SOURCE DATA
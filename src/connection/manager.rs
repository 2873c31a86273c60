//! Connection Manager
//!
//! Owns the single live-data link and its lifecycle:
//!
//! ```text
//! DISCONNECTED ─connect→ CONNECTING ─open→ CONNECTED ─drop→ RECONNECTING ─open→ CONNECTED
//!                            │                  │                 │
//!                            └─fail→ ERROR      └─disconnect→ DISCONNECTED
//!                                                                 └─attempts exhausted→ ERROR
//! ```
//!
//! Every `connect` starts a new generation. One supervisor task per
//! generation pumps inbound frames, sends heartbeats and schedules
//! reconnects; a bumped generation silences anything still in flight.
//!
//! When an established link goes away the session-end hook runs to
//! completion before the state leaves CONNECTED.

use std::sync::Arc;

use chrono::Utc;
use futures_util::future::BoxFuture;
use tokio::sync::{mpsc, watch, Mutex, RwLock};
use tokio::task::JoinHandle;
use url::Url;

use super::error::ConnectionError;
use super::state::{backoff_delay, ConnectionState};
use super::transport::{Connector, TransportEvent};
use crate::config::ConnectionConfig;
use crate::protocol::{Handshake, Heartbeat, MessageCodec, Outbound};

/// Supplies the current auth token; consulted on every (re)connect
pub type CredentialProvider = Arc<dyn Fn() -> Option<String> + Send + Sync>;

/// Invoked for every connection error
pub type ErrorCallback = Arc<dyn Fn(&ConnectionError) + Send + Sync>;

/// Awaited each time an established link ends (close, disconnect or replacement)
pub type SessionEndHook = Arc<dyn Fn() -> BoxFuture<'static, ()> + Send + Sync>;

/// Raw text frames received from the server, in arrival order
pub type InboundFrames = mpsc::UnboundedReceiver<String>;

/// Shared handle to the live-data connection
#[derive(Clone)]
pub struct ConnectionManager {
    inner: Arc<Inner>,
}

struct Inner {
    config: ConnectionConfig,
    connector: Arc<dyn Connector>,
    codec: MessageCodec,
    state: watch::Sender<ConnectionState>,
    frames: mpsc::UnboundedSender<String>,
    session: Mutex<Session>,
    credentials: RwLock<Option<CredentialProvider>>,
    on_error: RwLock<Option<ErrorCallback>>,
    session_end: std::sync::RwLock<Option<SessionEndHook>>,
}

#[derive(Default)]
struct Session {
    generation: u64,
    token: Option<String>,
    outbound: Option<mpsc::UnboundedSender<String>>,
    reconnect_attempts: u32,
    manual_disconnect: bool,
    supervisor: Option<JoinHandle<()>>,
}

impl ConnectionManager {
    /// Create a manager and the stream its inbound frames arrive on
    pub fn new(config: ConnectionConfig, connector: Arc<dyn Connector>) -> (Self, InboundFrames) {
        let (state, _) = watch::channel(ConnectionState::Disconnected);
        let (frames, inbound) = mpsc::unbounded_channel();

        let inner = Inner {
            config,
            connector,
            codec: MessageCodec::new(),
            state,
            frames,
            session: Mutex::new(Session::default()),
            credentials: RwLock::new(None),
            on_error: RwLock::new(None),
            session_end: std::sync::RwLock::new(None),
        };

        (
            Self {
                inner: Arc::new(inner),
            },
            inbound,
        )
    }

    pub fn state(&self) -> ConnectionState {
        *self.inner.state.borrow()
    }

    pub fn is_connected(&self) -> bool {
        self.state() == ConnectionState::Connected
    }

    /// Observe state transitions
    pub fn watch_state(&self) -> watch::Receiver<ConnectionState> {
        self.inner.state.subscribe()
    }

    /// Consecutive reconnect attempts since the last successful open
    pub async fn reconnect_attempts(&self) -> u32 {
        self.inner.session.lock().await.reconnect_attempts
    }

    /// Use `provider` instead of the connect token when reconnecting
    pub async fn set_credentials(&self, provider: CredentialProvider) {
        *self.inner.credentials.write().await = Some(provider);
    }

    pub async fn set_error_callback(&self, callback: ErrorCallback) {
        *self.inner.on_error.write().await = Some(callback);
    }

    /// Replace the hook run when an established link ends
    pub fn on_session_end(&self, hook: SessionEndHook) {
        if let Ok(mut slot) = self.inner.session_end.write() {
            *slot = Some(hook);
        }
    }

    /// Open the connection, replacing any existing one
    ///
    /// Failure of the first open is returned and reported, and the
    /// reconnect schedule still runs.
    pub async fn connect(&self, token: &str) -> Result<(), ConnectionError> {
        if let Err(e) = self.inner.url_with_token(Some(token)) {
            self.inner.report_error(&e).await;
            return Err(e);
        }

        let (generation, replaced) = {
            let mut session = self.inner.session.lock().await;
            if let Some(handle) = session.supervisor.take() {
                handle.abort();
            }
            let replaced = session.outbound.take().is_some();
            session.generation += 1;
            session.token = Some(token.to_string());
            session.manual_disconnect = false;
            session.reconnect_attempts = 0;
            (session.generation, replaced)
        };
        if replaced {
            self.inner.end_session().await;
        }

        self.inner.set_state(ConnectionState::Connecting);
        tracing::info!(url = %self.inner.config.url, generation, "Connecting");

        let (inbound, outcome) = match self.inner.establish(generation).await {
            Ok(inbound) => (Some(inbound), Ok(())),
            Err(ConnectionError::Superseded) => return Err(ConnectionError::Superseded),
            Err(e) => {
                self.inner.report_error(&e).await;
                (None, Err(e))
            }
        };

        let handle = tokio::spawn(Arc::clone(&self.inner).supervise(generation, inbound));
        let mut session = self.inner.session.lock().await;
        if session.generation == generation {
            session.supervisor = Some(handle);
        } else {
            handle.abort();
        }

        outcome
    }

    /// Close the connection without scheduling a reconnect
    pub async fn disconnect(&self) {
        let ended = {
            let mut session = self.inner.session.lock().await;
            session.manual_disconnect = true;
            session.generation += 1;
            session.reconnect_attempts = 0;
            if let Some(handle) = session.supervisor.take() {
                handle.abort();
            }
            session.outbound.take().is_some()
        };
        if ended {
            self.inner.end_session().await;
        }
        self.inner.set_state(ConnectionState::Disconnected);
        tracing::info!("Disconnected");
    }

    /// Send a message; fails unless CONNECTED
    pub async fn send(
        &self,
        message: &Outbound,
        request_id: Option<&str>,
    ) -> Result<(), ConnectionError> {
        self.inner.send(message, request_id).await
    }
}

impl Inner {
    fn set_state(&self, state: ConnectionState) {
        self.state.send_if_modified(|current| {
            if *current == state {
                false
            } else {
                tracing::debug!(from = %current, to = %state, "Connection state changed");
                *current = state;
                true
            }
        });
    }

    fn url_with_token(&self, token: Option<&str>) -> Result<Url, ConnectionError> {
        let mut url =
            Url::parse(&self.config.url).map_err(|e| ConnectionError::InvalidUrl(e.to_string()))?;
        if let Some(token) = token {
            url.query_pairs_mut().append_pair("token", token);
        }
        Ok(url)
    }

    async fn report_error(&self, error: &ConnectionError) {
        tracing::warn!(error = %error, "Connection error");
        self.set_state(ConnectionState::Error);
        let callback = self.on_error.read().await.clone();
        if let Some(callback) = callback {
            callback(error);
        }
    }

    async fn end_session(&self) {
        let hook = self.session_end.read().ok().and_then(|slot| slot.clone());
        if let Some(hook) = hook {
            hook().await;
        }
    }

    async fn current_token(&self) -> Option<String> {
        let provider = self.credentials.read().await.clone();
        if let Some(token) = provider.and_then(|provider| provider()) {
            return Some(token);
        }
        self.session.lock().await.token.clone()
    }

    /// Open a link and send the handshake
    async fn establish(
        &self,
        generation: u64,
    ) -> Result<mpsc::UnboundedReceiver<TransportEvent>, ConnectionError> {
        let token = self.current_token().await;
        let url = self.url_with_token(token.as_deref())?;
        let link = self.connector.open(&url).await?;

        let handshake = Outbound::Handshake(Handshake {
            client_id: self.config.client_id.clone(),
            protocol_version: self.config.protocol_version.clone(),
            capabilities: self.config.capabilities.clone(),
        });
        let frame = self
            .codec
            .encode(&handshake, None)
            .map_err(|e| ConnectionError::Encode(e.to_string()))?;
        link.outbound
            .send(frame)
            .map_err(|_| ConnectionError::SendFailed)?;

        {
            let mut session = self.session.lock().await;
            if session.generation != generation || session.manual_disconnect {
                return Err(ConnectionError::Superseded);
            }
            session.outbound = Some(link.outbound);
            session.reconnect_attempts = 0;
        }

        self.set_state(ConnectionState::Connected);
        tracing::info!(client_id = %self.config.client_id, "Connected");
        Ok(link.inbound)
    }

    async fn is_current(&self, generation: u64) -> bool {
        self.session.lock().await.generation == generation
    }

    async fn supervise(
        self: Arc<Self>,
        generation: u64,
        mut inbound: Option<mpsc::UnboundedReceiver<TransportEvent>>,
    ) {
        loop {
            let normal_close = match inbound.take() {
                Some(events) => self.run_session(events).await,
                None => false,
            };

            let Some(delay) = self.after_close(generation, normal_close).await else {
                return;
            };
            tokio::time::sleep(delay).await;

            if !self.is_current(generation).await {
                return;
            }

            match self.establish(generation).await {
                Ok(events) => inbound = Some(events),
                Err(ConnectionError::Superseded) => return,
                Err(e) => self.report_error(&e).await,
            }
        }
    }

    /// Pump one link until it closes; returns true for a normal close
    async fn run_session(&self, mut events: mpsc::UnboundedReceiver<TransportEvent>) -> bool {
        let period = self
            .config
            .heartbeat_interval()
            .max(std::time::Duration::from_millis(1));
        let mut heartbeat = tokio::time::interval(period);
        heartbeat.reset();

        loop {
            tokio::select! {
                event = events.recv() => match event {
                    Some(TransportEvent::Text(text)) => {
                        if self.frames.send(text).is_err() {
                            tracing::debug!("Inbound frame receiver dropped");
                        }
                    }
                    Some(TransportEvent::Error(message)) => {
                        self.report_error(&ConnectionError::Transport(message)).await;
                    }
                    Some(TransportEvent::Closed { normal }) => {
                        tracing::info!(normal, "Connection closed");
                        return normal;
                    }
                    None => return false,
                },
                _ = heartbeat.tick() => {
                    let probe = Outbound::Heartbeat(Heartbeat::probe(Utc::now().timestamp_millis()));
                    if let Err(e) = self.send(&probe, None).await {
                        tracing::debug!(error = %e, "Heartbeat not sent");
                    }
                }
            }
        }
    }

    /// Decide what follows a closed link; `Some(delay)` schedules a reconnect
    async fn after_close(&self, generation: u64, normal_close: bool) -> Option<std::time::Duration> {
        let mut session = self.session.lock().await;
        if session.generation != generation {
            return None;
        }
        if session.outbound.take().is_some() {
            drop(session);
            self.end_session().await;
            session = self.session.lock().await;
            if session.generation != generation {
                return None;
            }
        }

        if session.manual_disconnect || normal_close {
            drop(session);
            self.set_state(ConnectionState::Disconnected);
            return None;
        }

        if session.reconnect_attempts < self.config.max_reconnect_attempts {
            session.reconnect_attempts += 1;
            let attempt = session.reconnect_attempts;
            drop(session);

            let delay = backoff_delay(
                self.config.reconnect_interval(),
                attempt,
                self.config.max_reconnect_delay(),
            );
            self.set_state(ConnectionState::Reconnecting);
            tracing::info!(
                attempt,
                max_attempts = self.config.max_reconnect_attempts,
                delay_ms = delay.as_millis() as u64,
                "Scheduling reconnect"
            );
            Some(delay)
        } else {
            drop(session);
            self.set_state(ConnectionState::Error);
            tracing::error!(
                attempts = self.config.max_reconnect_attempts,
                "Max reconnect attempts reached"
            );
            None
        }
    }

    async fn send(&self, message: &Outbound, request_id: Option<&str>) -> Result<(), ConnectionError> {
        if *self.state.borrow() != ConnectionState::Connected {
            return Err(ConnectionError::NotConnected);
        }

        let frame = self
            .codec
            .encode(message, request_id)
            .map_err(|e| ConnectionError::Encode(e.to_string()))?;

        let session = self.session.lock().await;
        let outbound = session
            .outbound
            .as_ref()
            .ok_or(ConnectionError::NotConnected)?;
        outbound
            .send(frame)
            .map_err(|_| ConnectionError::SendFailed)?;

        tracing::trace!(kind = %message.kind(), "Message sent");
        Ok(())
    }
}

TASK INSTRUCTIONS
Here the output must be the lines above from the line with "session.manual_disconnect = false;" to the line with "self.inner.set_state(ConnectionState::Connecting);", both included, duplicated word for word and nothing else.

ANSWER TO THE EXERCISE
            session.manual_disconnect = false;
            session.reconnect_attempts = 0;
            (session.generation, replaced)
        };
        if replaced {
            self.inner.end_session().await;
        }

        self.inner.set_state(ConnectionState::Connecting);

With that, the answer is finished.